Herd immunity has been frequently mooted, both as a control strategy and as an explanation for the declining rates. The most recent national survey of ICMR, completed in January 2021, revealed a national prevalence of 21%, well below any internationally discussed herd immunity threshold (60-80%). Other than a few urban pockets, most of India has not reached close to a plausible herd immunity threshold. Herd immunity is also a population attribute, not an individual attribute. Immune individuals, in large numbers, block transmission of the virus to others. Non-immune individuals in any group which has collectively crossed the threshold are still at risk when they visit another area where that threshold has not been crossed and transmission is still active. That is because they are no longer shielded by a protective cordon of immune persons.

Younger age of the population also resulted in a lower population death rate. Population aged over 65 years is lower in India (6%), compared to Italy (23%), France (20%) and the USA (16%). As the pandemic progressed, treatment protocols too improved and case-fatality rates declined. Ventilator usage was sparse, prone positions and high-flow oxygen proved beneficial in severe cases and home care became the norm for mild and asymptomatic infections. Public and private sectors both responded, with the former leading the way, and temporary infrastructure was speedily created for quarantining of exposed persons and isolation of diagnosed cases.

Laboratory capacity was expanded across the country, for viral diagnosis, serology, genomic screening for mutants and development of vaccines. Manufacture of vaccines, whether domestically developed or internationally designed and licensed for production in India, moved on fast track, while clinical trials followed. Science and public health received political attention and public acclaim, even as medical care providers were hailed as Covid warriors.

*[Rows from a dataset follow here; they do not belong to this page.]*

//! Seeded synthetic series: AR processes and harmonic + trend signals.
//!
//! Generation is deterministic for a given seed, so the same command line
//! (or test) always reproduces the same series.

use std::f64::consts::PI;

use num_complex::Complex64;
use rand::prelude::*;
use rand::rngs::StdRng;
use rand_distr::Normal;

use crate::error::AppError;
use crate::math::{DAYS_PER_YEAR, harmonic};
use crate::series::{Observation, Series};

/// Samples discarded before recording so the AR recursion forgets its zero start.
const BURN_IN: usize = 500;

/// Real AR process `x_n = Σ a_k x_{n-k} + e_n`, `e_n ~ N(0, sigma²)`, Δt = 1.
///
/// Fields are `(real, imag = 0)`.
pub fn ar_process(coeffs: &[f64], sigma: f64, n: usize, seed: u64) -> Result<Series, AppError> {
    let coeffs: Vec<Complex64> = coeffs.iter().map(|&a| Complex64::new(a, 0.0)).collect();
    complex_ar_process(&coeffs, sigma, n, 1.0, seed, false)
}

/// Complex AR process with circular Gaussian innovations.
///
/// With `complex_noise == false` the innovations are real, which keeps a real
/// coefficient set producing a purely real series.
pub fn complex_ar_process(
    coeffs: &[Complex64],
    sigma: f64,
    n: usize,
    dt: f64,
    seed: u64,
    complex_noise: bool,
) -> Result<Series, AppError> {
    if n == 0 {
        return Err(AppError::new(2, "Sample count must be > 0."));
    }
    if !(dt.is_finite() && dt > 0.0) {
        return Err(AppError::new(2, "Sample interval must be finite and > 0."));
    }
    let normal = Normal::new(0.0, sigma)
        .map_err(|e| AppError::new(2, format!("Noise distribution error: {e}")))?;
    let mut rng = StdRng::seed_from_u64(seed);

    let total = n + BURN_IN;
    let mut x: Vec<Complex64> = Vec::with_capacity(total);
    for i in 0..total {
        let mut v = if complex_noise {
            // Split the variance evenly between both parts.
            Complex64::new(normal.sample(&mut rng), normal.sample(&mut rng)) / 2f64.sqrt()
        } else {
            Complex64::new(normal.sample(&mut rng), 0.0)
        };
        for (k, a) in coeffs.iter().enumerate() {
            if i > k {
                v += a * x[i - k - 1];
            }
        }
        x.push(v);
    }

    let obs = x[BURN_IN..]
        .iter()
        .enumerate()
        .map(|(i, z)| Observation::new(i as f64 * dt, vec![z.re, z.im]))
        .collect();
    Ok(Series::from_observations(obs))
}

/// One harmonic component `c·cos + s·sin` at `period`.
#[derive(Debug, Clone, Copy, PartialEq)]
pub struct HarmonicComponent {
    pub period: f64,
    pub cos: f64,
    pub sin: f64,
}

/// Parameters of a harmonic + linear-trend signal.
#[derive(Debug, Clone)]
pub struct HarmonicSignal {
    pub t0: f64,
    pub dt: f64,
    pub n: usize,
    pub offset: f64,
    /// Slope per year of `(t - t0)`.
    pub rate: f64,
    pub components: Vec<HarmonicComponent>,
    pub noise_sigma: f64,
    /// Append the per-observation sigma as a second field.
    pub with_sigma: bool,
}

impl HarmonicSignal {
    /// Noise-free value at `t`.
    pub fn value(&self, t: f64) -> f64 {
        let x = (t - self.t0) / DAYS_PER_YEAR;
        let mut y = self.offset + self.rate * x;
        for c in &self.components {
            let (cs, sn) = harmonic(t, self.t0, c.period);
            y += c.cos * cs + c.sin * sn;
        }
        y
    }
}

/// Sample a `HarmonicSignal` with Gaussian noise.
pub fn harmonic_series(signal: &HarmonicSignal, seed: u64) -> Result<Series, AppError> {
    if signal.n == 0 {
        return Err(AppError::new(2, "Sample count must be > 0."));
    }
    if !(signal.dt.is_finite() && signal.dt > 0.0) {
        return Err(AppError::new(2, "Sample interval must be finite and > 0."));
    }
    if signal.components.iter().any(|c| !(c.period.is_finite() && c.period > 0.0)) {
        return Err(AppError::new(2, "Harmonic periods must be finite and > 0."));
    }
    let normal = Normal::new(0.0, signal.noise_sigma)
        .map_err(|e| AppError::new(2, format!("Noise distribution error: {e}")))?;
    let mut rng = StdRng::seed_from_u64(seed);

    let obs = (0..signal.n)
        .map(|i| {
            let t = signal.t0 + i as f64 * signal.dt;
            let y = signal.value(t) + normal.sample(&mut rng);
            let mut fields = vec![y];
            if signal.with_sigma {
                fields.push(signal.noise_sigma.max(f64::MIN_POSITIVE));
            }
            Observation::new(t, fields)
        })
        .collect();
    Ok(Series::from_observations(obs))
}

/// Pure sinusoid `sin(2π t / period)` with a zero imaginary column.
pub fn sinusoid(n: usize, dt: f64, period: f64) -> Series {
    let obs = (0..n)
        .map(|i| {
            let t = i as f64 * dt;
            Observation::new(t, vec![(2.0 * PI * t / period).sin(), 0.0])
        })
        .collect();
    Series::from_observations(obs)
}

#[cfg(test)]
mod tests {
    use super::*;

    #[test]
    fn ar_process_is_reproducible() {
        let a = ar_process(&[0.5], 1.0, 100, 9).unwrap();
        let b = ar_process(&[0.5], 1.0, 100, 9).unwrap();
        assert_eq!(a.observations(), b.observations());
        assert!(a.is_equidistant());
        assert_eq!(a.num_data_columns(), 2);
        assert!(a.column(1).iter().all(|v| *v == 0.0));
    }

    #[test]
    fn harmonic_series_carries_sigma_column() {
        let signal = HarmonicSignal {
            t0: 58000.0,
            dt: 1.0,
            n: 50,
            offset: 1.0,
            rate: 2.0,
            components: vec![HarmonicComponent {
                period: 365.25,
                cos: 1.0,
                sin: 0.0,
            }],
            noise_sigma: 0.0,
            with_sigma: true,
        };
        let series = harmonic_series(&signal, 1).unwrap();
        assert_eq!(series.num_data_columns(), 2);
        let first = series.get(0).unwrap();
        assert!((first.fields[0] - 2.0).abs() < 1e-12);
        assert!(first.fields[1] > 0.0);
    }

    #[test]
    fn rejects_bad_parameters() {
        assert!(ar_process(&[0.5], -1.0, 10, 0).is_err());
        assert!(ar_process(&[0.5], 1.0, 0, 0).is_err());
    }
}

While a combination of many factors enabled India to end a year of battle with Covid-19 on an assured note of gaining the upper hand, there is no room for complacency. A more infectious form of the virus, in the form of a mutant from the UK (B.1.1.7), has recently arrived with international travellers and is already making its presence felt. Vaccination of essential workers is in progress and will soon extend to persons who are vulnerable because of older age (above 50 years) or comorbidities which increase the risk of severe disease and adverse outcomes. Nationwide rollout will, however, take several months. Till we are reassured that there is no resurgence of the epidemic in India and the global situation too has reached a comforting level of control, public health vigilance and personal protection measures have to continue. As in cricket, we may be in a winning position now but cannot claim victory till the virus has lost its last wicket.

Prof K Srinath Reddy, a cardiologist and epidemiologist, is President, Public Health Foundation of India (PHFI). He is the author of ‘Make Health in India: Reaching a Billion Plus’. The views expressed are personal.